**INPUT RECORDS**
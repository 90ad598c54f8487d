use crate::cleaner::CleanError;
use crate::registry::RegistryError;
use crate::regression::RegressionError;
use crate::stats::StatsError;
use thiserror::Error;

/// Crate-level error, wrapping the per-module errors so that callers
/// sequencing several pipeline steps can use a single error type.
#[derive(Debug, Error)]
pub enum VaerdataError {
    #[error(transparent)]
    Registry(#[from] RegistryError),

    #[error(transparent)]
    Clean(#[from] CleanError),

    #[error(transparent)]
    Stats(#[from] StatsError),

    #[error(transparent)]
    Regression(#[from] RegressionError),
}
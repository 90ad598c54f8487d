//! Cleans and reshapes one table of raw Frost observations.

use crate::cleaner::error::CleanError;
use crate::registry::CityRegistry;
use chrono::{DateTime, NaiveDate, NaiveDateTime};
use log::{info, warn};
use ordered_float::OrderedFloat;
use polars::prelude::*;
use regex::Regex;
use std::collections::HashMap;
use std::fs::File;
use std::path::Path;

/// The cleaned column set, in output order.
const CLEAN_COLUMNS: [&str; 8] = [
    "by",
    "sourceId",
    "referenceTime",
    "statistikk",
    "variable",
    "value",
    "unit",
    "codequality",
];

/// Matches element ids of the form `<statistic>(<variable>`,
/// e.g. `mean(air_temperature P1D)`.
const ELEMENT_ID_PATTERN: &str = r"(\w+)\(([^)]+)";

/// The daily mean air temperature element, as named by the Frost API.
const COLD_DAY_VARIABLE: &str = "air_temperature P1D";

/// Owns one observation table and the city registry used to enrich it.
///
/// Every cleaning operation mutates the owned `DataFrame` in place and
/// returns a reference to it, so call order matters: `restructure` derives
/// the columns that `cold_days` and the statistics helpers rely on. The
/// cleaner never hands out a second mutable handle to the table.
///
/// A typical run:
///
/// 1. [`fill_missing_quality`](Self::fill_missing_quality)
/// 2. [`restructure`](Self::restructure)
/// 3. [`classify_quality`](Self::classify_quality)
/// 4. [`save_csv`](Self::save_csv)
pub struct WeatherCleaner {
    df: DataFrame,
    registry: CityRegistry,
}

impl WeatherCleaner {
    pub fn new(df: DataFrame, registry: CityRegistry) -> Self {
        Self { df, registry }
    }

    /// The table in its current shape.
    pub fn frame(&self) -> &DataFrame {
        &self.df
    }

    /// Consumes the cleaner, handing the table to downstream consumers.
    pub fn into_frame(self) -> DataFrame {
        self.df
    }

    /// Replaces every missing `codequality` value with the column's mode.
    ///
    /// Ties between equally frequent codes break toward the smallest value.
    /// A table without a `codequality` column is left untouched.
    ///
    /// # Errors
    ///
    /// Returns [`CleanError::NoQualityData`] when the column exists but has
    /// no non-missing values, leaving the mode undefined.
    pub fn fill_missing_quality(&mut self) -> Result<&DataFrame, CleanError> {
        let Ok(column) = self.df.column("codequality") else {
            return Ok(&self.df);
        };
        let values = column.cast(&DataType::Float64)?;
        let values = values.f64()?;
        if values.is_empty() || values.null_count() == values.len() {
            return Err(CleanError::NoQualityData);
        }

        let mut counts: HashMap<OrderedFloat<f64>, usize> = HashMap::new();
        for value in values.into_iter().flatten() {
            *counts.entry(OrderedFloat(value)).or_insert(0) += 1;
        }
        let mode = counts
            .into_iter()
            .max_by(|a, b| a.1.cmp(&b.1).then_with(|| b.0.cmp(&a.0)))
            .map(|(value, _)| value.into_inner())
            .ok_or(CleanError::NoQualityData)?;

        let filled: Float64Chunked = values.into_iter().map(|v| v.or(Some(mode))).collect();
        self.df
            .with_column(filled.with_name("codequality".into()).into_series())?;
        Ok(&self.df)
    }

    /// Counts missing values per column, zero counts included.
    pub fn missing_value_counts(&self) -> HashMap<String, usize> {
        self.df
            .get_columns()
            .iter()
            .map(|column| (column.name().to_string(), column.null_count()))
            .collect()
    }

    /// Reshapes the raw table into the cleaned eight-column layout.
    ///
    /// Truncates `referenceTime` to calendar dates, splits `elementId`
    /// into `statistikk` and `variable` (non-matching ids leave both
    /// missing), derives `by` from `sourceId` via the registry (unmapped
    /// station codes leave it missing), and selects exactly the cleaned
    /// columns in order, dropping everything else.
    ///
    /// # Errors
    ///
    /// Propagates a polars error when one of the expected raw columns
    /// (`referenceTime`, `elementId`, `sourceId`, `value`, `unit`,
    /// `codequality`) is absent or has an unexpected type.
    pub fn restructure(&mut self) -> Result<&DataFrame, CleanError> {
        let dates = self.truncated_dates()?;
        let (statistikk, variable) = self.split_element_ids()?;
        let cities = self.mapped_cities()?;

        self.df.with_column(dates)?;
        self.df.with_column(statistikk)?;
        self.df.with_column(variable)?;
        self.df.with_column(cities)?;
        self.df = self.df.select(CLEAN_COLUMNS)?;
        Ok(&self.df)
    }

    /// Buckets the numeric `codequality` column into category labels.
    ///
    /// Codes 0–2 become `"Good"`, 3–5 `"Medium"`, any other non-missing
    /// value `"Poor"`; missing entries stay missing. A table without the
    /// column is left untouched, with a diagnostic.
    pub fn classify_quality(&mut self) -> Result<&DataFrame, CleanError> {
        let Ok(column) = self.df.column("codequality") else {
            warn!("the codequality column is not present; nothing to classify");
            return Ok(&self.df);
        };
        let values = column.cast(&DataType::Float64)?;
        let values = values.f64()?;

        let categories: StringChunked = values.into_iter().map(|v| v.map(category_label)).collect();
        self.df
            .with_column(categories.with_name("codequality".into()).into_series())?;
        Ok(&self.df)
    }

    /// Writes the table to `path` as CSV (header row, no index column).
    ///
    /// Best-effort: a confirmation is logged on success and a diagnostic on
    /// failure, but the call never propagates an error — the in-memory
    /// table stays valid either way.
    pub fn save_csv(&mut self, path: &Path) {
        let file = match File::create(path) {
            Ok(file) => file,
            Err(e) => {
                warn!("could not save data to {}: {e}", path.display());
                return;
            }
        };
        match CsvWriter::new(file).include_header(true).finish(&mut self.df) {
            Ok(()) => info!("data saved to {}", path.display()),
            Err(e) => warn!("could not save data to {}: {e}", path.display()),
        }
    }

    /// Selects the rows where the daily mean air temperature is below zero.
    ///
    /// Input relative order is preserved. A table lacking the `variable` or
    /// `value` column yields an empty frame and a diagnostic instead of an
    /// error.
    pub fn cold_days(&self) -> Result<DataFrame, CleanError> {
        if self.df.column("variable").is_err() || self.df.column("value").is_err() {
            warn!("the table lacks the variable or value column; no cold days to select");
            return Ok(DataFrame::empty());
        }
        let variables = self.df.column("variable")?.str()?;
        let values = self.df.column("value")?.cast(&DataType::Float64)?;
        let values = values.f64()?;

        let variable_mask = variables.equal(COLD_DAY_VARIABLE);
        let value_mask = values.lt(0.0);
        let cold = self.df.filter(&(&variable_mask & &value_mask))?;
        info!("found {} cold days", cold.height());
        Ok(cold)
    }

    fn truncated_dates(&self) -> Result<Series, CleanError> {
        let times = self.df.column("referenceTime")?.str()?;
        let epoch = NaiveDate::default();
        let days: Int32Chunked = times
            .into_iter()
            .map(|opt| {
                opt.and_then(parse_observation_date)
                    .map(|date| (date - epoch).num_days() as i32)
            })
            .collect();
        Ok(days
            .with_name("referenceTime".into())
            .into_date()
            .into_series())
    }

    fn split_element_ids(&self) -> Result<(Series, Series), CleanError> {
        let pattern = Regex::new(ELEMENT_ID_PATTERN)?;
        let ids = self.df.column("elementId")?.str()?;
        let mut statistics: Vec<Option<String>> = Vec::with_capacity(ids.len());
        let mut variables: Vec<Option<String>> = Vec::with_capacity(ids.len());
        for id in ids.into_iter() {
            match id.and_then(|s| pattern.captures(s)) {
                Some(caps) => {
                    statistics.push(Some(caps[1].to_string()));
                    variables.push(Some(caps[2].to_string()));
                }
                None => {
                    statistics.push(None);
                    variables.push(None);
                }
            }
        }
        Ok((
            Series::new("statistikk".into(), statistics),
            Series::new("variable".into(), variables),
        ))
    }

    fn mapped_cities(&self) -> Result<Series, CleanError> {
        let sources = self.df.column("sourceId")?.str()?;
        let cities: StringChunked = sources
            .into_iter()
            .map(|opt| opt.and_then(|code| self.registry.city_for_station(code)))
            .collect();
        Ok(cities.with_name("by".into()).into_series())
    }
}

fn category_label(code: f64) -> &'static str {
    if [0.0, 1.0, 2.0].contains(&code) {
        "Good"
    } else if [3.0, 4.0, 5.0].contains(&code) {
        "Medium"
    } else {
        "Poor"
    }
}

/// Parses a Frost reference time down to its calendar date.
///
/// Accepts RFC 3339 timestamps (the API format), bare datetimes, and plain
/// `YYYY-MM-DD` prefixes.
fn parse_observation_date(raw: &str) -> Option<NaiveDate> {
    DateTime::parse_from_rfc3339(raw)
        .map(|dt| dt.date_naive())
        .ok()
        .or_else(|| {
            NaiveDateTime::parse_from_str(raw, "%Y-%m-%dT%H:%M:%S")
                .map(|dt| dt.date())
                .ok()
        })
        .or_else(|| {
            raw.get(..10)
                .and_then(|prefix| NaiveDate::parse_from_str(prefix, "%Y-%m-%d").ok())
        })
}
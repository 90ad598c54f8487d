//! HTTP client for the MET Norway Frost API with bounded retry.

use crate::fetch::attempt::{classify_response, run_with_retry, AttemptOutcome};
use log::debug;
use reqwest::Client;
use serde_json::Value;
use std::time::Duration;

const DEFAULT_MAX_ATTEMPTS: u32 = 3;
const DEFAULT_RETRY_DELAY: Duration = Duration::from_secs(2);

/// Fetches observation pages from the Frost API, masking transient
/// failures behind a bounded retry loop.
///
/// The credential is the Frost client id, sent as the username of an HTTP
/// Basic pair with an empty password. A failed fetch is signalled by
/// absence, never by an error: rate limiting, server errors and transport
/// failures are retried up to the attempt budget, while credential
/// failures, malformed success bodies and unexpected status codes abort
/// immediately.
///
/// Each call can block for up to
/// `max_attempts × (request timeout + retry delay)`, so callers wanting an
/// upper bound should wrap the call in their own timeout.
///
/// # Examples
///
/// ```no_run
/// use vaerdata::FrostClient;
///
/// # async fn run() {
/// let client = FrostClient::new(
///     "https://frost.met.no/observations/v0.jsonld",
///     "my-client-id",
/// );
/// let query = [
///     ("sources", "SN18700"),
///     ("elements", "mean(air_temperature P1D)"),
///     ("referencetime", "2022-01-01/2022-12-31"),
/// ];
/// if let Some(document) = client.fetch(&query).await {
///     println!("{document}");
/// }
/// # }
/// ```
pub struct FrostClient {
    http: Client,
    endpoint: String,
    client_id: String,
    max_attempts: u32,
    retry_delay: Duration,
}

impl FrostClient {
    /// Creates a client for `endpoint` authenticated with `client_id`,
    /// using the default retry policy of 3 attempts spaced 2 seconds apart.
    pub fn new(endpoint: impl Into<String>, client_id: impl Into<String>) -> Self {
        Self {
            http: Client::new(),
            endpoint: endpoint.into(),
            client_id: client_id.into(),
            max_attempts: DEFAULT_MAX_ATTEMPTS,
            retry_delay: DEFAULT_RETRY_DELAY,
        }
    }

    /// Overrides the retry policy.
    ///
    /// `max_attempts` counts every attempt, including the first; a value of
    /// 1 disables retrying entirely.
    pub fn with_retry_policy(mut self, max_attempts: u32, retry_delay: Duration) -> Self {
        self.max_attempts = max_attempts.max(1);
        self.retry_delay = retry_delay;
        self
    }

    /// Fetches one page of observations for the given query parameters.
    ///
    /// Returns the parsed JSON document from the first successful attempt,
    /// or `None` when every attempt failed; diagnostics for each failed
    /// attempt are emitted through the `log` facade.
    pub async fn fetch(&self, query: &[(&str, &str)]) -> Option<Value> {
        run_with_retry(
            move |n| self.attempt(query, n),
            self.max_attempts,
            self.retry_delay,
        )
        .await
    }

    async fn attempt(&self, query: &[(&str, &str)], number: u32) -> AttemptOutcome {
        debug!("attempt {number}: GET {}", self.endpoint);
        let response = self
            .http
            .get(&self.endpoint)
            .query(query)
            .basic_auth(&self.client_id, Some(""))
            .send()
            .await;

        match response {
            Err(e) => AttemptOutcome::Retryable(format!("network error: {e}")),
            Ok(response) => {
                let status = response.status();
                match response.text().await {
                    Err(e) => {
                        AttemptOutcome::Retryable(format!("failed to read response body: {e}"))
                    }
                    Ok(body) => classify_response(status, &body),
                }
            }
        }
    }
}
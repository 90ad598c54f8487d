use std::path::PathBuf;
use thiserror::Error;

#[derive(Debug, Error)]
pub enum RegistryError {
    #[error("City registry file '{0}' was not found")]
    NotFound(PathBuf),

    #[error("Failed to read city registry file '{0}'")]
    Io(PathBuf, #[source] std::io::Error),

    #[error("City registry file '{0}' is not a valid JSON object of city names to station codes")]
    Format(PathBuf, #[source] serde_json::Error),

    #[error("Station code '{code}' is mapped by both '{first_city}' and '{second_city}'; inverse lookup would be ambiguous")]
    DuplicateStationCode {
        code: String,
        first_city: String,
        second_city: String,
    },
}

**YOUR INSTRUCTIONS**
Where a line above holds the word "NoQualityData", copy it.

**PROBLEM SOLUTION**
    /// Returns [`CleanError::NoQualityData`] when the column exists but has
            return Err(CleanError::NoQualityData);
            .ok_or(CleanError::NoQualityData)?;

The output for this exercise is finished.